Saved entries
===============
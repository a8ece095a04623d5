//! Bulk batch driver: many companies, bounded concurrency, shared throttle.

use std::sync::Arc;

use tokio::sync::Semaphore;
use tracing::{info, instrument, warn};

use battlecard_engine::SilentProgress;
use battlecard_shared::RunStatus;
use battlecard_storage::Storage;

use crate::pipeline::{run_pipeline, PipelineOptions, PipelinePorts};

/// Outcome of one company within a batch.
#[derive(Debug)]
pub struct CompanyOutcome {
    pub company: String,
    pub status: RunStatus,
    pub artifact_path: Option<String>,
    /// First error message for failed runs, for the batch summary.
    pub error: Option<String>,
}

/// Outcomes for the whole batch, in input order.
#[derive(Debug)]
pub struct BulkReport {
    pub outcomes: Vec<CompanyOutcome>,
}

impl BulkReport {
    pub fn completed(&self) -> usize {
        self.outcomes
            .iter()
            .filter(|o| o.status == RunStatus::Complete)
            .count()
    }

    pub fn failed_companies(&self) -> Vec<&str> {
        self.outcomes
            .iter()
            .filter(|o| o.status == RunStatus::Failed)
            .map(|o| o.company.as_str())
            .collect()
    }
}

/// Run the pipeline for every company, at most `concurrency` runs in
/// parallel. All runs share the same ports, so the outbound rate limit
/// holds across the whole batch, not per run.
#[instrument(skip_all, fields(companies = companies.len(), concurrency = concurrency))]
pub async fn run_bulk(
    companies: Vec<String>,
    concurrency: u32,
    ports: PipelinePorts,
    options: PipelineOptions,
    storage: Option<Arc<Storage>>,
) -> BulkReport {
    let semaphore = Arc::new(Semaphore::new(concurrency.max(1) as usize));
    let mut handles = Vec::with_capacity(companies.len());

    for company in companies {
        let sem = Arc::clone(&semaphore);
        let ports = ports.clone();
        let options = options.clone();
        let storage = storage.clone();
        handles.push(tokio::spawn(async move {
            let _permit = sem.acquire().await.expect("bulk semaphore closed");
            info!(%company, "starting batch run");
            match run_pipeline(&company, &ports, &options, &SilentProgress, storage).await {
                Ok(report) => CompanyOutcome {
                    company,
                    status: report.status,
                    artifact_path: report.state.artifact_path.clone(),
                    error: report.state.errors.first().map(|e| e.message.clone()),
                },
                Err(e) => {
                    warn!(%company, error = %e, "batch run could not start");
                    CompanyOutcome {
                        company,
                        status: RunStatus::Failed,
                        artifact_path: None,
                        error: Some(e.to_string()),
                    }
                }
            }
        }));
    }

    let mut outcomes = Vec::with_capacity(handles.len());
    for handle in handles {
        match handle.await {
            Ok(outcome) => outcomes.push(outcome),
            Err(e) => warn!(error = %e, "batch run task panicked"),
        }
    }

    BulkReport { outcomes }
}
===============
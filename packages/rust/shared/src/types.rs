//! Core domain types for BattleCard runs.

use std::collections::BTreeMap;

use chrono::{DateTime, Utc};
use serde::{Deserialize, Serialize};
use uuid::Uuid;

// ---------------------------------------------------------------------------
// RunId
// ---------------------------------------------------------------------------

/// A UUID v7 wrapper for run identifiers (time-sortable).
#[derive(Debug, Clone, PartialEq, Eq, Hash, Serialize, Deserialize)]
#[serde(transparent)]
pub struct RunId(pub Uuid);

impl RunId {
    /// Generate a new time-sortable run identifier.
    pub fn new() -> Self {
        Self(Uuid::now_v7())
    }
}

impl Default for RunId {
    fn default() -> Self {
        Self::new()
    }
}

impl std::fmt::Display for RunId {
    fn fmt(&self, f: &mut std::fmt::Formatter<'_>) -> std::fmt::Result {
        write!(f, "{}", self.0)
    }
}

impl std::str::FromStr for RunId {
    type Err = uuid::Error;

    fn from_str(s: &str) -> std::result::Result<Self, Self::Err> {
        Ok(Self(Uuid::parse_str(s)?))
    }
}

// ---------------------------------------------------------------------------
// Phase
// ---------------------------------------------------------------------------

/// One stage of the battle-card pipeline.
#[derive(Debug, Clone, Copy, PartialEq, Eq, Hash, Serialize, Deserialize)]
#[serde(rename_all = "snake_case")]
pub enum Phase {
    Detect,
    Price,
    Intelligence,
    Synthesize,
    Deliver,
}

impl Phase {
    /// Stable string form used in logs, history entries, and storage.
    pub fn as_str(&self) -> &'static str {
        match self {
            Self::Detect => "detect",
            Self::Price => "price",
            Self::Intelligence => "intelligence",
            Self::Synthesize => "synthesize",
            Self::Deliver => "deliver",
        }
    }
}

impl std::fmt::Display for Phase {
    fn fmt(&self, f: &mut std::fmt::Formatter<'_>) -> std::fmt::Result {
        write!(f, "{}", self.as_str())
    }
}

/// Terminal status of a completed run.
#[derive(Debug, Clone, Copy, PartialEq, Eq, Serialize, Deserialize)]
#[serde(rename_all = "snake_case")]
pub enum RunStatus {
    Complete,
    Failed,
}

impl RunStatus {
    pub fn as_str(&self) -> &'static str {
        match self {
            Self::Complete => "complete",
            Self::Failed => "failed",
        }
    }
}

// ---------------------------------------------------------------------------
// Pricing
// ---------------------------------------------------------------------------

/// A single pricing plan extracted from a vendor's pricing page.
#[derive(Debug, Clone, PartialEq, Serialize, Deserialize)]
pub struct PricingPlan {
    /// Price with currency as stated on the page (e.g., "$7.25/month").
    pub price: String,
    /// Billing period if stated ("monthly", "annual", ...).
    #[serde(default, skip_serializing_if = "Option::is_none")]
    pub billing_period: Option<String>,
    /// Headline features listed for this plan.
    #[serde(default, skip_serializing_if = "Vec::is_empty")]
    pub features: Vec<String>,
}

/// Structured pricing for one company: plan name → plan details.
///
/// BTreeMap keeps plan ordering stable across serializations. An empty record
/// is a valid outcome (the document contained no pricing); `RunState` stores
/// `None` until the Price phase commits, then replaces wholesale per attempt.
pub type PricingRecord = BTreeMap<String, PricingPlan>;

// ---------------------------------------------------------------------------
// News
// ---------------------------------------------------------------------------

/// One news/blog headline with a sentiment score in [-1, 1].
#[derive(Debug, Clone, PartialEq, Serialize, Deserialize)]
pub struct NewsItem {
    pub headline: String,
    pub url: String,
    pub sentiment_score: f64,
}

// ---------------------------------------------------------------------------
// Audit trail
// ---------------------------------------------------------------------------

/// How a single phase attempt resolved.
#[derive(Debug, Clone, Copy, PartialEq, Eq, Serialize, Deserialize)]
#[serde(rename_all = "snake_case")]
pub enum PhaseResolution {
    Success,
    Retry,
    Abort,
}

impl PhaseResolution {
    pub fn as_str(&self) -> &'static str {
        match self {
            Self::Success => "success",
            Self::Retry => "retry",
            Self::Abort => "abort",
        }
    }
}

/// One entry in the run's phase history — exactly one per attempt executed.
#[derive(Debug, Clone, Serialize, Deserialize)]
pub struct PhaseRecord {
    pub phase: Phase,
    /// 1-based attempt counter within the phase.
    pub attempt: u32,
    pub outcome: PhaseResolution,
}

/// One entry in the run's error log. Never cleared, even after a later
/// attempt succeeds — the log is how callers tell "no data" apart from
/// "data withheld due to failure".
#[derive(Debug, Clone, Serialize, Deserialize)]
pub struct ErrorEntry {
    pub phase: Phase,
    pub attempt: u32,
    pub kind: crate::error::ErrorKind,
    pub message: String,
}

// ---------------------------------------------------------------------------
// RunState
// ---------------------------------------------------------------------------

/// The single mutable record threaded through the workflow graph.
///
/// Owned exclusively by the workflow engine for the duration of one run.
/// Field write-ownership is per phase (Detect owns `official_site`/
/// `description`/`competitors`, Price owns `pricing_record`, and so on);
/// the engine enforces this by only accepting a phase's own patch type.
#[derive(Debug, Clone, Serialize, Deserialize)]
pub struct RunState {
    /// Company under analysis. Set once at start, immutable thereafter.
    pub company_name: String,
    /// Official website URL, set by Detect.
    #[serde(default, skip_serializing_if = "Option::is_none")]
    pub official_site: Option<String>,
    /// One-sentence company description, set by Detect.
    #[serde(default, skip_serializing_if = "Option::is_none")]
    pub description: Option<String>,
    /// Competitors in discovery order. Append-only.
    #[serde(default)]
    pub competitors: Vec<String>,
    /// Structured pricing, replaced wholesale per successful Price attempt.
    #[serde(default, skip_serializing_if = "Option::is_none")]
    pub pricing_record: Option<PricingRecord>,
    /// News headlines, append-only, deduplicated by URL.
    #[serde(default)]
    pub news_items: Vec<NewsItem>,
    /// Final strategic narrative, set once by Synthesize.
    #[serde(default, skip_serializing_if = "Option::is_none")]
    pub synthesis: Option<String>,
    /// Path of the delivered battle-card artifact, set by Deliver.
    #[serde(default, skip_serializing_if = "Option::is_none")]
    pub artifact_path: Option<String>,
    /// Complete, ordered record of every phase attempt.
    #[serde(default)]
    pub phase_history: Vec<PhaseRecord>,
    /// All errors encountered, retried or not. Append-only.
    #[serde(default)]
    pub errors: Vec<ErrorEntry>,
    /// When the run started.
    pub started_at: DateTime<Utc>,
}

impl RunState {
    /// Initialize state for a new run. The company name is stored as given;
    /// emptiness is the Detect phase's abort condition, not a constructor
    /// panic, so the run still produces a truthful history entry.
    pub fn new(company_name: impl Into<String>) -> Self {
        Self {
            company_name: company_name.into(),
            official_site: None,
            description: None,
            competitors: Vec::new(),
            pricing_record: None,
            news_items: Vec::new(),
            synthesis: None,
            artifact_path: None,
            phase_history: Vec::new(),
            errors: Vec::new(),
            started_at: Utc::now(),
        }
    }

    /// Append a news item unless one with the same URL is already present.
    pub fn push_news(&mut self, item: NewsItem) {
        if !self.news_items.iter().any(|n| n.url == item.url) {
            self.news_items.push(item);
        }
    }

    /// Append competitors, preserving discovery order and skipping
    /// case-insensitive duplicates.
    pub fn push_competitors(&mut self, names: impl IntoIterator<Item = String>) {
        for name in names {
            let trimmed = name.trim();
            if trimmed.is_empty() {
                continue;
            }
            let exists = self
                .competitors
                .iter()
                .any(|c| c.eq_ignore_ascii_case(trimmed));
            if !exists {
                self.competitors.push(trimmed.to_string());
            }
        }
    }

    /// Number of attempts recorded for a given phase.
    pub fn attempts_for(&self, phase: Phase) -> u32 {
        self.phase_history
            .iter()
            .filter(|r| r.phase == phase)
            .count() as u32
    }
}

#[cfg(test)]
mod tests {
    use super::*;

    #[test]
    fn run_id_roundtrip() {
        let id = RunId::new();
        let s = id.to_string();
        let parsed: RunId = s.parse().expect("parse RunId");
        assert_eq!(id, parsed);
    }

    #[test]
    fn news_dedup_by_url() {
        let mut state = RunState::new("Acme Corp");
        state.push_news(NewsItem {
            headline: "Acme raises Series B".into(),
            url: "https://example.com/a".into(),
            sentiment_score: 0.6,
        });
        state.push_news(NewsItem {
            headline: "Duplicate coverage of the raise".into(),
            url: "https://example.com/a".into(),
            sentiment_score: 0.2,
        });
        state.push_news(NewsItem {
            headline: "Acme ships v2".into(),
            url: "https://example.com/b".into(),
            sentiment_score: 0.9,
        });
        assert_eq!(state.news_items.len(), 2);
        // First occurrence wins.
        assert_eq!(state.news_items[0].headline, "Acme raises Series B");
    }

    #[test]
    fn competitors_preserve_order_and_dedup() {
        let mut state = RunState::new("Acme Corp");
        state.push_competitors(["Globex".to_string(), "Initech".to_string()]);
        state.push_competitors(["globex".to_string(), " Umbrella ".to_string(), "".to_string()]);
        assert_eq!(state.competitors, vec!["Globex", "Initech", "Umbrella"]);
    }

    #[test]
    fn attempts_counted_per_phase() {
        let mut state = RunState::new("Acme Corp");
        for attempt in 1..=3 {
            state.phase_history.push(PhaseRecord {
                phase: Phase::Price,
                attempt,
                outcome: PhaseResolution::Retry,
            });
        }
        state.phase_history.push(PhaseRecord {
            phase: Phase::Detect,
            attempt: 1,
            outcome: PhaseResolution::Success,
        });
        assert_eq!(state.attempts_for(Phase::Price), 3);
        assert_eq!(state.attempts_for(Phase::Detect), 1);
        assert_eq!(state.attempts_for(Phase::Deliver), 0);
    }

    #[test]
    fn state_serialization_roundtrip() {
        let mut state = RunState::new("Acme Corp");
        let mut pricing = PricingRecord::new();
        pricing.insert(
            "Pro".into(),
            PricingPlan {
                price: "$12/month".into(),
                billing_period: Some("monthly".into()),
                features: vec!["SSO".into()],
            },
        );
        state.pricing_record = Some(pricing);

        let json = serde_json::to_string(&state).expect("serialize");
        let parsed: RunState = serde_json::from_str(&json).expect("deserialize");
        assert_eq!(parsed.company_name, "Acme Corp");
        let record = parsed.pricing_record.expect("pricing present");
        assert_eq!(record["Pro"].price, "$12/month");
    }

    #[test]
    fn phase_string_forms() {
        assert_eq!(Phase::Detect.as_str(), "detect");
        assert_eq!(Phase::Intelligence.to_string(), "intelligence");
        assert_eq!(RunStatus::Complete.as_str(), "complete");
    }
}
===============
__Task statement__: Reproduce the lines of the entries above from the one with "pub type PricingRecord" to the one with "Field write-ownership is", both included, exactly and without any other line.

__Completed exercise__:
pub type PricingRecord = BTreeMap<String, PricingPlan>;

// ---------------------------------------------------------------------------
// News
// ---------------------------------------------------------------------------

/// One news/blog headline with a sentiment score in [-1, 1].
#[derive(Debug, Clone, PartialEq, Serialize, Deserialize)]
pub struct NewsItem {
    pub headline: String,
    pub url: String,
    pub sentiment_score: f64,
}

// ---------------------------------------------------------------------------
// Audit trail
// ---------------------------------------------------------------------------

/// How a single phase attempt resolved.
#[derive(Debug, Clone, Copy, PartialEq, Eq, Serialize, Deserialize)]
#[serde(rename_all = "snake_case")]
pub enum PhaseResolution {
    Success,
    Retry,
    Abort,
}

impl PhaseResolution {
    pub fn as_str(&self) -> &'static str {
        match self {
            Self::Success => "success",
            Self::Retry => "retry",
            Self::Abort => "abort",
        }
    }
}

/// One entry in the run's phase history — exactly one per attempt executed.
#[derive(Debug, Clone, Serialize, Deserialize)]
pub struct PhaseRecord {
    pub phase: Phase,
    /// 1-based attempt counter within the phase.
    pub attempt: u32,
    pub outcome: PhaseResolution,
}

/// One entry in the run's error log. Never cleared, even after a later
/// attempt succeeds — the log is how callers tell "no data" apart from
/// "data withheld due to failure".
#[derive(Debug, Clone, Serialize, Deserialize)]
pub struct ErrorEntry {
    pub phase: Phase,
    pub attempt: u32,
    pub kind: crate::error::ErrorKind,
    pub message: String,
}

// ---------------------------------------------------------------------------
// RunState
// ---------------------------------------------------------------------------

/// The single mutable record threaded through the workflow graph.
///
/// Owned exclusively by the workflow engine for the duration of one run.
/// Field write-ownership is per phase (Detect owns `official_site`/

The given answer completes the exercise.